Today I noticed a post-it note addendum on one of the signs that read:

"Please ask about our escort services."


5. I wasn't sure I would be able to honor Scarlett 's rule of five, and I'm stretch a bit, but as it turned out, "erotica" seemed to be the theme for this Christmas.

It started with the poem.

Then I got a gift wrapped in the "Dirty Words" box. I don't remember that we ever had a Dirty Words game, but for the past ten years or so, the box to the Dirty Words game has been a Christmas staple. Every year someone gets a gift wrapped in that box, and part of the fun of Christmas is seeing who will get the Dirty Words box. This was my year!

Also for Christmas, my sister gave me a book called XXX Porn for Women. It has picture of men in various exotic poses such as taking laundry out of the dryer with captions such as "Okay, darks in one pile, lights in another. And then I hand-wash your delicates, right?"

"Mmmm. . . yeah . . . my delicates. Could you maybe turn this way a little more?"

Now where was I?

Oh yes, The book. The book is put together by the Cambridge Women's Pornography Cooperative, a group that is striving to make Choreplay a household word.

Witness the online Urban Dictionary:

Choreplay n.

When a woman is turned on by the sight of her husband/boyfriend/partner doing regular household chores, that she would normally be doing.

example:

"Last night, it was all about choreplay. I was all 'OH YEAH, fold that laundry. Oh yes, just like that! In half and, then in half again. OHHH'"
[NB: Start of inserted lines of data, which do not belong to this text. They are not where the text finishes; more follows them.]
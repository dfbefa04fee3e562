/// Client-side countdown.
///
/// `running` and `revealed` are never both true. Once `revealed` is set the
/// countdown refuses to start again; only `reset` (restart) clears it.
#[derive(Debug, Clone, PartialEq, Eq)]
pub struct CountdownState {
    seconds_remaining: u32,
    running: bool,
    revealed: bool,
    /// Set by the first tick; a fresh or reset timer is never urgent.
    ticked: bool,
}

impl CountdownState {
    pub fn new(seconds: u32) -> Self {
        Self {
            seconds_remaining: seconds,
            running: false,
            revealed: false,
            ticked: false,
        }
    }

    /// Begin counting. Returns false (and does nothing) when already running
    /// or revealed.
    pub fn start(&mut self) -> bool {
        if self.running || self.revealed {
            return false;
        }
        self.running = true;
        true
    }

    /// Decrement by one second. Returns true exactly when this tick made the
    /// countdown expire; the countdown stops itself at that point.
    pub fn tick(&mut self) -> bool {
        if !self.running {
            return false;
        }
        self.ticked = true;
        self.seconds_remaining = self.seconds_remaining.saturating_sub(1);
        if self.seconds_remaining == 0 {
            self.running = false;
            return true;
        }
        false
    }

    pub fn stop(&mut self) {
        self.running = false;
    }

    /// Mark the results as revealed. Stops the countdown.
    pub fn reveal(&mut self) {
        self.running = false;
        self.revealed = true;
    }

    /// Back to a fresh, stopped countdown.
    pub fn reset(&mut self, seconds: u32) {
        *self = Self::new(seconds);
    }

    pub fn seconds_remaining(&self) -> u32 {
        self.seconds_remaining
    }

    pub fn is_running(&self) -> bool {
        self.running
    }

    pub fn is_revealed(&self) -> bool {
        self.revealed
    }

    /// `MM:SS`, zero padded. Minutes are not capped at 59.
    pub fn display(&self) -> String {
        format!(
            "{:02}:{:02}",
            self.seconds_remaining / 60,
            self.seconds_remaining % 60
        )
    }

    /// Low-time styling applies at `1..=threshold` seconds, from the first
    /// tick on.
    pub fn is_urgent(&self, threshold_secs: u32) -> bool {
        self.ticked && self.seconds_remaining > 0 && self.seconds_remaining <= threshold_secs
    }
}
Tomorrow night at this hour, we'll be welcoming the new year, so I'll just end by saying . . .

HAPPY NEW YEAR!!!



December 29, 2008 at 7:56pm
December 29, 2008 at 7:56pm
#626611
Today my friend Rebecca and I were reminiscing over lunch. We were talking about "The Dark Time" at work. The "Dark Time" started in the spring of 2006 when my department had a very poor showing during an external review. The review led to a lot of pain and misery as corrective actions were implemented and blame was meted out. It is hard to say when the Dark Time ended exactly, but it seemed to gradually abate after 14 or 15 months.

As we were talking about the Dark Time today, I realized something I hadn't before. I joined WdC during the summer of 2006. It was my way of coping with the misery of work. The first item I posted in my port, "Civil Servitude, was about being stuck in a job I hated. A month later, after I was gifted an upgrade, I started a blog. The early entries resonate with unhappiness, and I'm amazed anyone read it.

I continued to blog without ambition or expectations, and I found a place of laughter and friendship. My blog was born of Dark Time. It has carried me through the Dark Time and beyond, but it never would have lasted without the comments, and the caring of folks in Blogville.

I guess what I am saying is thank you. *Bigsmile*


"It is better to light a candle than curse the darkness."